Pouco depois desta revolução, surgem pequenas modificações no produto, com modelos de três e até quatro cabeças que, segundo diziam os anúncios, permitiam avanços em suas performances. Como se todas estas vantagens não fossem suficientes, eis que surge o aparelho de DVD com um maior número de funções, inclusive, e principalmente, a de tornar aquela parafernália eletrônica da década anterior em lixo. Agora imagine tal horizonte em escala mundial e inclua aí todos os quilômetros de rolos de fita, os milhares de caixas plásticas que ajudavam a expor o produto nas prateleiras das locadoras e uma série de outros itens coadjuvantes, como os blocos dos manuais de instruções do produto, que foram declarados inúteis da noite para o dia a seus infelizes proprietários. O destino deste material, sem dúvida, foi mesmo o de virar entulho em algum lugar do planeta. Mas isso ainda não é tudo.

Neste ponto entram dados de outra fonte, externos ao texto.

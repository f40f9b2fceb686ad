use indexmap::IndexMap;

#[derive(Debug, Clone, PartialEq, Eq)]
pub struct ModelSpec {
    pub name: String,
    pub provider: String,
    pub capabilities: Vec<String>,
}

impl ModelSpec {
    pub fn supports(&self, capability: &str) -> bool {
        self.capabilities.iter().any(|item| item == capability)
    }
}

/// Ordered registry of model identifiers the dispatcher knows how to
/// drive. Identifiers are externally versioned strings with inconsistent
/// suffix conventions, so membership here is the source of truth for the
/// text path; image families are matched by prefix in the resolver.
#[derive(Debug, Clone)]
pub struct ModelCatalog {
    models: IndexMap<String, ModelSpec>,
}

impl ModelCatalog {
    pub fn new(models: Option<IndexMap<String, ModelSpec>>) -> Self {
        Self {
            models: models.unwrap_or_else(default_models),
        }
    }

    pub fn get(&self, name: &str) -> Option<&ModelSpec> {
        self.models.get(name)
    }

    pub fn list(&self) -> impl Iterator<Item = &ModelSpec> {
        self.models.values()
    }

    pub fn by_capability(&self, capability: &str) -> Vec<ModelSpec> {
        self.models
            .values()
            .filter(|model| model.supports(capability))
            .cloned()
            .collect()
    }

    pub fn supports(&self, name: &str, capability: &str) -> bool {
        self.get(name)
            .map(|model| model.supports(capability))
            .unwrap_or(false)
    }
}

impl Default for ModelCatalog {
    fn default() -> Self {
        Self::new(None)
    }
}

fn default_models() -> IndexMap<String, ModelSpec> {
    let mut map = IndexMap::new();

    let mut insert = |name: &str, provider: &str, capabilities: &[&str]| {
        map.insert(
            name.to_string(),
            ModelSpec {
                name: name.to_string(),
                provider: provider.to_string(),
                capabilities: capabilities
                    .iter()
                    .map(|item| (*item).to_string())
                    .collect(),
            },
        );
    };

    insert("amazon.titan-text-premier-v1:0", "amazon", &["text"]);
    insert("amazon.titan-text-express-v1", "amazon", &["text"]);
    insert("amazon.titan-text-lite-v1", "amazon", &["text"]);
    insert("ai21.j2-ultra-v1", "ai21", &["text"]);
    insert("ai21.j2-mid-v1", "ai21", &["text"]);
    insert(
        "anthropic.claude-3-sonnet-20240229-v1:0",
        "anthropic",
        &["text", "vision"],
    );
    insert(
        "anthropic.claude-3-haiku-20240307-v1:0",
        "anthropic",
        &["text", "vision"],
    );
    insert("cohere.command-r-plus-v1:0", "cohere", &["text"]);
    insert("cohere.command-r-v1:0", "cohere", &["text"]);
    insert("meta.llama3-70b-instruct-v1:0", "meta", &["text"]);
    insert("meta.llama3-8b-instruct-v1:0", "meta", &["text"]);
    insert("mistral.mistral-large-2402-v1:0", "mistral", &["text"]);
    insert("mistral.mixtral-8x7b-instruct-v0:1", "mistral", &["text"]);
    insert("mistral.mistral-7b-instruct-v0:2", "mistral", &["text"]);
    insert("mistral.mistral-small-2402-v1:0", "mistral", &["text"]);
    insert("amazon.titan-image-generator-v1", "amazon", &["image", "edit"]);
    insert(
        "amazon.titan-image-generator-v2:0",
        "amazon",
        &["image", "reference"],
    );
    insert("stability.stable-diffusion-xl-v1", "stability", &["image"]);

    map
}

Para dar proporções mais dramáticas a toda esta história, é bom lembrar a quantidade de sucata que se produz, de maneira simultânea, no momento em que uma nova oferta chega ao mercado – e as opções não se resumem aos aparelhos de DVD. Para se ter uma idéia, basta olhar a massa de anúncios publicitários dos últimos anos e verificar que bens duráveis já não existem mais.

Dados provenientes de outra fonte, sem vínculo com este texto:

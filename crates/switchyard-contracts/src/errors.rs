use std::fmt;

#[derive(Debug, Clone, Copy, PartialEq, Eq)]
pub enum DispatchErrorKind {
    Validation,
    UnsupportedModel,
    Provider,
    NoImageData,
    StreamDecode,
    Storage,
}

impl DispatchErrorKind {
    pub fn label(self) -> &'static str {
        match self {
            DispatchErrorKind::Validation => "validation",
            DispatchErrorKind::UnsupportedModel => "unsupported_model",
            DispatchErrorKind::Provider => "provider",
            DispatchErrorKind::NoImageData => "no_image_data",
            DispatchErrorKind::StreamDecode => "stream_decode",
            DispatchErrorKind::Storage => "storage",
        }
    }
}

/// A pipeline failure already converted to its taxonomy kind. Components
/// produce these at their own seams; only the envelope layer turns a kind
/// into an HTTP status code.
#[derive(Debug, Clone)]
pub struct DispatchError {
    kind: DispatchErrorKind,
    message: String,
}

impl DispatchError {
    pub fn new(kind: DispatchErrorKind, message: impl Into<String>) -> Self {
        Self {
            kind,
            message: message.into(),
        }
    }

    pub fn validation(message: impl Into<String>) -> Self {
        Self::new(DispatchErrorKind::Validation, message)
    }

    pub fn unsupported_model(message: impl Into<String>) -> Self {
        Self::new(DispatchErrorKind::UnsupportedModel, message)
    }

    pub fn provider(message: impl Into<String>) -> Self {
        Self::new(DispatchErrorKind::Provider, message)
    }

    pub fn no_image_data(message: impl Into<String>) -> Self {
        Self::new(DispatchErrorKind::NoImageData, message)
    }

    pub fn stream_decode(message: impl Into<String>) -> Self {
        Self::new(DispatchErrorKind::StreamDecode, message)
    }

    pub fn storage(message: impl Into<String>) -> Self {
        Self::new(DispatchErrorKind::Storage, message)
    }

    /// Flattens an anyhow chain into a single-line message under the
    /// given kind.
    pub fn wrap(kind: DispatchErrorKind, err: &anyhow::Error) -> Self {
        Self::new(kind, format!("{err:#}"))
    }

    pub fn kind(&self) -> DispatchErrorKind {
        self.kind
    }

    pub fn message(&self) -> &str {
        &self.message
    }

    pub fn is_validation(&self) -> bool {
        self.kind == DispatchErrorKind::Validation
    }
}

impl fmt::Display for DispatchError {
    fn fmt(&self, f: &mut fmt::Formatter<'_>) -> fmt::Result {
        write!(f, "{}", self.message)
    }
}

impl std::error::Error for DispatchError {}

Natureza foge ao controle do homem

O problema maior é que a retórica capitalista não permite trazer estes fatos à tona. O que vemos nos anúncios de preservação do meio ambiente é um discurso, na maior parte dos casos, elaborado com a intenção de levar a questão para bem longe do público consumidor, e nada melhor do que a distante Amazônia. Isto justifica a constante presença do apelo verde neste tipo de mensagem, que procura, feito um exemplo que circulou em um grande jornal nacional, convencer o leitor a, de forma artificial, pela internet, com um simples clique, plantar uma árvore e salvar o planeta.

Desta maneira, questões importantes, como o excesso de veículos movidos a combustível poluente que circulam nas ruas, a crescente especulação imobiliária nos grandes centros urbanos, a fraca iniciativa do governo em fiscalizar empresas e práticas nocivas ao meio ambiente ou o grande número de embalagens plásticas, não biodegradáveis, que protegem toda espécie de produto e geram uma enorme quantidade de lixo não orgânico, deixam, entre outros itens, de aparecer nesta discussão.

Talvez o que seja relevante jogar fora no momento, são alguns valores da ideologia capitalista, já muito desgastados e que, de fato, não servem mais para quase nada. Forjar um discurso para impedir que esta transformação aconteça não parece uma solução eficiente. Existem forças da natureza que ainda hoje fogem ao controle do homem. Sem dúvida, esta mudança é apenas também uma questão de tempo. Neste caso, vale a torcida para que isto aconteça em breve.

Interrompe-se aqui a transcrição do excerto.